# Rise of the Source-Sink Model

Entry by Angelo Mao, AP 225, Fall 2010

Title: Rise of the source-sink model

Authors: Alexander F. Schier and Daniel Needleman

Journal: Nature

Volume: 461(24 September 2009)

Pages: 480-481

## Summary

Cell signalling via gradients plays an important role in embryonic development. The authors suggest several different ways that this gradient is created and maintained, including extracellular diffusion and transport through cells. Recent studies enabled by technological developments in techniques such as fluorescent correlation spectroscopy (FCS) provide evidence for these different developmental regimes.

Soft Matter Keywords: in vivo, diffusion

## Overview

Figure 1. Three different kinds of transport models.

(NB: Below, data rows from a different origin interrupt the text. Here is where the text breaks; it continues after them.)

//! Library scanner service
//!
//! A scan walks every configured root, reconciles what it finds against the
//! record store inside one transaction, and only after a successful commit
//! deletes stale artifacts and hands thumbnail work to the worker. Passes are
//! serialized by an async mutex.

use std::collections::HashSet;
use std::path::{Path, PathBuf};
use std::sync::Arc;

use parking_lot::RwLock;
use tokio::sync::{Mutex, broadcast};
use tracing::{debug, error, info, warn};
use walkdir::WalkDir;

use crate::config::Config;
use crate::db::sqlite_helpers::system_time_to_datetime;
use crate::db::{Database, NewVideo, RecordStore, VideoRecord, VideoUpdate};
use crate::services::ffmpeg::{FfmpegService, MediaProbe};
use crate::services::metadata::{VideoMetadata, read_video_metadata};
use crate::services::paths;
use crate::services::thumbnail::thumbnail_id;
use crate::services::thumbnail_worker::{EnqueueOutcome, ThumbnailWorker};

#[derive(Debug, thiserror::Error)]
pub enum ScanError {
    #[error("failed to reload configuration: {0:#}")]
    Config(anyhow::Error),

    #[error("library root '{path}' is unavailable: {source}")]
    RootUnavailable {
        path: PathBuf,
        source: std::io::Error,
    },

    #[error("failed to walk library root '{root}': {source}")]
    Walk {
        root: PathBuf,
        source: walkdir::Error,
    },

    #[error(transparent)]
    Store(#[from] anyhow::Error),
}

/// Scanner progress event
#[derive(Debug, Clone, Default, PartialEq)]
pub struct ScanProgress {
    pub files_seen: usize,
    pub files_processed: usize,
    pub current_file: Option<String>,
    pub is_complete: bool,
}

/// Outcome of one reconciliation pass
#[derive(Debug, Clone, Default, PartialEq, Eq)]
pub struct ScanSummary {
    pub files_seen: usize,
    pub added: usize,
    /// Records refreshed because the source file changed
    pub updated: usize,
    /// Records whose category or tags changed without the file changing
    pub metadata_changed: usize,
    pub removed: usize,
    pub tags_removed: u64,
    pub thumbnails_queued: usize,
}

/// Work deferred until after commit
#[derive(Default)]
struct PassOutcome {
    summary: ScanSummary,
    thumbnails: Vec<(String, PathBuf)>,
    /// Thumbnail id and artifact path of every removed record
    stale_artifacts: Vec<(String, PathBuf)>,
}

/// Scanner service reconciling library roots with the database
pub struct ScannerService {
    db: Database,
    worker: Arc<ThumbnailWorker>,
    probe: Arc<dyn MediaProbe>,
    config: RwLock<Arc<Config>>,
    config_path: Option<PathBuf>,
    scan_lock: Mutex<()>,
    progress_tx: broadcast::Sender<ScanProgress>,
}

impl ScannerService {
    /// Create a scanner. With `config_path` set, configuration is re-read at the start of every pass.
    pub fn new(
        db: Database,
        worker: Arc<ThumbnailWorker>,
        config: Arc<Config>,
        config_path: Option<PathBuf>,
    ) -> Self {
        let probe = Arc::new(FfmpegService::new(&config.ffmpeg));
        Self::with_probe(db, worker, config, config_path, probe)
    }

    pub fn with_probe(
        db: Database,
        worker: Arc<ThumbnailWorker>,
        config: Arc<Config>,
        config_path: Option<PathBuf>,
        probe: Arc<dyn MediaProbe>,
    ) -> Self {
        let (progress_tx, _) = broadcast::channel(100);
        Self {
            db,
            worker,
            probe,
            config: RwLock::new(config),
            config_path,
            scan_lock: Mutex::new(()),
            progress_tx,
        }
    }

    /// Subscribe to scan progress updates
    pub fn subscribe(&self) -> broadcast::Receiver<ScanProgress> {
        self.progress_tx.subscribe()
    }

    pub fn config(&self) -> Arc<Config> {
        self.config.read().clone()
    }

    pub fn worker(&self) -> &Arc<ThumbnailWorker> {
        &self.worker
    }

    /// Run one reconciliation pass
    pub async fn scan(&self) -> Result<ScanSummary, ScanError> {
        let _pass = self.scan_lock.lock().await;

        let config = self.reload_config()?;
        self.worker.update_settings(&config.thumbnails);
        self.worker.start().await;

        info!(roots = ?config.video_directories, "Starting library scan");

        let mut store = self.db.begin_scan().await?;
        let outcome = match self.reconcile(&mut store, &config).await {
            Ok(outcome) => outcome,
            Err(e) => {
                error!(error = %e, "Library scan failed, rolling back");
                if let Err(rb) = store.rollback().await {
                    warn!(error = %rb, "Rollback failed");
                }
                return Err(e);
            }
        };
        if let Err(e) = store.commit().await {
            error!(error = %e, "Failed to commit library scan");
            return Err(e.into());
        }

        let mut summary = outcome.summary;
        for (id, artifact) in &outcome.stale_artifacts {
            // A pending generation would recreate the artifact after it is removed
            self.worker.cancel(id);
            match std::fs::remove_file(artifact) {
                Ok(()) => debug!(path = %artifact.display(), "Removed stale thumbnail"),
                Err(e) if e.kind() == std::io::ErrorKind::NotFound => {}
                Err(e) => warn!(path = %artifact.display(), error = %e, "Failed to remove stale thumbnail"),
            }
        }
        for (id, path) in &outcome.thumbnails {
            if self.worker.enqueue(id, path) == EnqueueOutcome::Queued {
                summary.thumbnails_queued += 1;
            }
        }

        let _ = self.progress_tx.send(ScanProgress {
            files_seen: summary.files_seen,
            files_processed: summary.files_seen,
            current_file: None,
            is_complete: true,
        });

        info!(
            files = summary.files_seen,
            added = summary.added,
            updated = summary.updated,
            metadata_changed = summary.metadata_changed,
            removed = summary.removed,
            tags_removed = summary.tags_removed,
            thumbnails_queued = summary.thumbnails_queued,
            "Library scan complete"
        );
        Ok(summary)
    }

    fn reload_config(&self) -> Result<Arc<Config>, ScanError> {
        if let Some(path) = &self.config_path {
            let fresh = Arc::new(Config::load(path).map_err(ScanError::Config)?);
            *self.config.write() = fresh;
        }
        Ok(self.config())
    }

    /// Walk, diff and write. Nothing here touches the artifact store or the worker.
    async fn reconcile(
        &self,
        store: &mut dyn RecordStore,
        config: &Config,
    ) -> Result<PassOutcome, ScanError> {
        let roots = unique_roots(&config.video_directories);
        let files = walk_roots(&roots, config)?;
        let seen: HashSet<&Path> = files.iter().map(|(path, _)| path.as_path()).collect();

        let mut outcome = PassOutcome::default();
        outcome.summary.files_seen = files.len();

        for (index, (path, root)) in files.iter().enumerate() {
            let path_str = path.to_string_lossy().into_owned();
            let _ = self.progress_tx.send(ScanProgress {
                files_seen: files.len(),
                files_processed: index,
                current_file: Some(path_str.clone()),
                is_complete: false,
            });

            let modified = match std::fs::metadata(path).and_then(|m| m.modified()) {
                Ok(t) => system_time_to_datetime(t),
                Err(e) => {
                    warn!(path = %path.display(), error = %e, "Failed to stat video, skipping");
                    continue;
                }
            };
            let metadata = read_video_metadata(path, root);
            let file_name = path
                .file_name()
                .map(|n| n.to_string_lossy().into_owned())
                .unwrap_or_else(|| path_str.clone());
            let id = thumbnail_id(&path_str);

            match store.find_by_path(&path_str).await? {
                None => {
                    let duration = self.probe_duration(path).await.unwrap_or(0.0);
                    let record = store
                        .insert(&NewVideo {
                            file_path: path_str.clone(),
                            file_name,
                            thumbnail_id: id.clone(),
                            duration,
                            file_modified_at: modified,
                        })
                        .await?;
                    sync_metadata(store, &record, &metadata).await?;
                    debug!(path = %path_str, "Added video");
                    outcome.summary.added += 1;
                }
                Some(record) if modified > record.file_modified_at => {
                    let duration = self
                        .probe_duration(path)
                        .await
                        .unwrap_or(record.duration);
                    store
                        .update(
                            record.id,
                            &VideoUpdate {
                                file_name,
                                thumbnail_id: id.clone(),
                                duration,
                                file_modified_at: modified,
                            },
                        )
                        .await?;
                    sync_metadata(store, &record, &metadata).await?;
                    debug!(path = %path_str, "Updated modified video");
                    outcome.summary.updated += 1;
                }
                Some(record) => {
                    if sync_metadata(store, &record, &metadata).await? {
                        outcome.summary.metadata_changed += 1;
                    }
                }
            }
            outcome.thumbnails.push((id, path.clone()));
        }

        for record in store.list_all().await? {
            let path = PathBuf::from(&record.file_path);
            if seen.contains(path.as_path()) && paths::is_within_roots(&path, &roots) {
                continue;
            }
            store.delete(record.id).await?;
            debug!(path = %record.file_path, "Removed missing video");
            let artifact = config.thumbnails.artifact_path(&record.thumbnail_id);
            outcome.stale_artifacts.push((record.thumbnail_id, artifact));
            outcome.summary.removed += 1;
        }

        outcome.summary.tags_removed = store.delete_unused_tags().await?;
        Ok(outcome)
    }

    async fn probe_duration(&self, path: &Path) -> Option<f64> {
        match self.probe.duration_secs(path).await {
            Ok(d) => Some(d),
            Err(e) => {
                warn!(path = %path.display(), error = %format!("{e:#}"), "Failed to read video duration");
                None
            }
        }
    }
}

/// Normalized roots with duplicates removed, in configured order
fn unique_roots(configured: &[PathBuf]) -> Vec<PathBuf> {
    let mut roots: Vec<PathBuf> = Vec::with_capacity(configured.len());
    for root in configured {
        let root = paths::normalize(root);
        if !roots.contains(&root) {
            roots.push(root);
        }
    }
    roots
}

/// Every video file under `roots` with the root it was found under.
/// A file reachable from two overlapping roots is reported once, for the first root.
/// Paths that are not valid UTF-8 cannot be stored as record keys and are skipped.
fn walk_roots(roots: &[PathBuf], config: &Config) -> Result<Vec<(PathBuf, PathBuf)>, ScanError> {
    let mut files = Vec::new();
    let mut seen = HashSet::new();

    for root in roots {
        let meta = std::fs::metadata(root).map_err(|source| ScanError::RootUnavailable {
            path: root.clone(),
            source,
        })?;
        if !meta.is_dir() {
            return Err(ScanError::RootUnavailable {
                path: root.clone(),
                source: std::io::Error::other("not a directory"),
            });
        }

        for entry in WalkDir::new(root).follow_links(true) {
            let entry = entry.map_err(|source| ScanError::Walk {
                root: root.clone(),
                source,
            })?;
            if !entry.file_type().is_file() || !config.is_video_file(entry.path()) {
                continue;
            }
            let path = paths::normalize(entry.path());
            if path.to_str().is_none() {
                warn!(path = %path.display(), "Skipping video with a non UTF-8 path");
                continue;
            }
            if seen.insert(path.clone()) {
                files.push((path, root.clone()));
            }
        }
    }
    Ok(files)
}

/// Bring a record's category and tags in line with its metadata. Returns whether anything was written.
///
/// A stored category is only replaced, never cleared: metadata without a
/// category (no `!` line, or an unreadable sidecar) leaves it as it is.
async fn sync_metadata(
    store: &mut dyn RecordStore,
    record: &VideoRecord,
    metadata: &VideoMetadata,
) -> anyhow::Result<bool> {
    let mut changed = false;

    if let Some(category) = metadata.category.as_deref() {
        if record.category.as_deref() != Some(category) {
            store.set_category(record.id, Some(category)).await?;
            changed = true;
        }
    }

    let mut wanted = metadata.tags.clone();
    wanted.sort();
    if record.tags != wanted {
        store.replace_tags(record.id, &metadata.tags).await?;
        changed = true;
    }

    Ok(changed)
}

The authors cited two studies that both focused on transport of morphogens. One study was by Yu et al. This study provided evidence for the transport model as being driven by diffusion and Brownian motion. Briefly, the morphogen Fgf8 of gastrulating zebrafish embryos was labeled with a green fluorescent protein (GFP). This allowed the researchers to track the location of the Fgf8 morphogen. The measured diffusion coefficient was around 53 $\mu m^{2} s^{-1}$ and fit the diffusion model, though it did not fit other proposed models, such as active directed transport (figure 2). Therefore the creation of the Fgf8 morphogen was similar to what is shown on the top third of figure 1. Moreover, this model predicted how the gradient was maintained, which was by endocytosis of the morphogen by downstream cells. This created a "sink" that would keep the gradient sharp. The researchers altered the endocytosis of downstream cells as well as used other fluorescent markers to verify their findings.

Figure 2. Comparison of data obtained by FCS in comparison to models. The secEGFP data refers to GFP control, which is not labeled to the Fgf8 morphogen. The active transport model is a proposed model matching Figure 1 middle or bottom, and that did not fit the data for Fgf8.

The authors referred to the results of another study by Kicheva et al, in which the morphogen gradient did not seem likely to have been created by diffusion. Their model was the Decapentaplegic (Dpp) protein in Drosophila, and the technique they used, though similar in principle to FCS, was basically the reverse. In short, Kircheva et al bleached a region of the fly wing that had fluorescently labeled Dpp and tracked the time it took for Dpp molecules to re-enter the bleached area. The measured diffusion coefficient was about 0.1 $\mu m^{2} s^{-1}$, about three orders of magnitude smaller than that of Fgf8 in zebrafish embryo. The authors proposed that this was because transport of Dpp was governed by a different mechanism, perhaps transport through the inside of cells, as shown in figure 1, middle.

## Conclusion

The authors considered two papers that asked similar questions: how were gradients of molecules formed and maintained in developing embryos? Aptly, the authors pointed out that the mechanisms were likely different, as that would explain the nonconformity of the results. They were also right in pointing out that there was a difference in size scale between the experiments done by Yu et al and Kicheva et al. In the former, FCS was directed at an area of 0.1 micron squared; in the latter, the area photobleached was about 10,000 microns squared. Diffusion as a transport mechanism would only be feasible over a certain size range. An unaddressed point between the two studies was the relative sizes of the two proteins Dpp and Fgf8. The question of appropriate length scale in the microscopic world is an apt one in soft matter dynamics.

### References

Yu, S. R. et al. Nature 461, 533–536 (2009).

Kicheva, A. et al. Science 315, 521–525 (2007).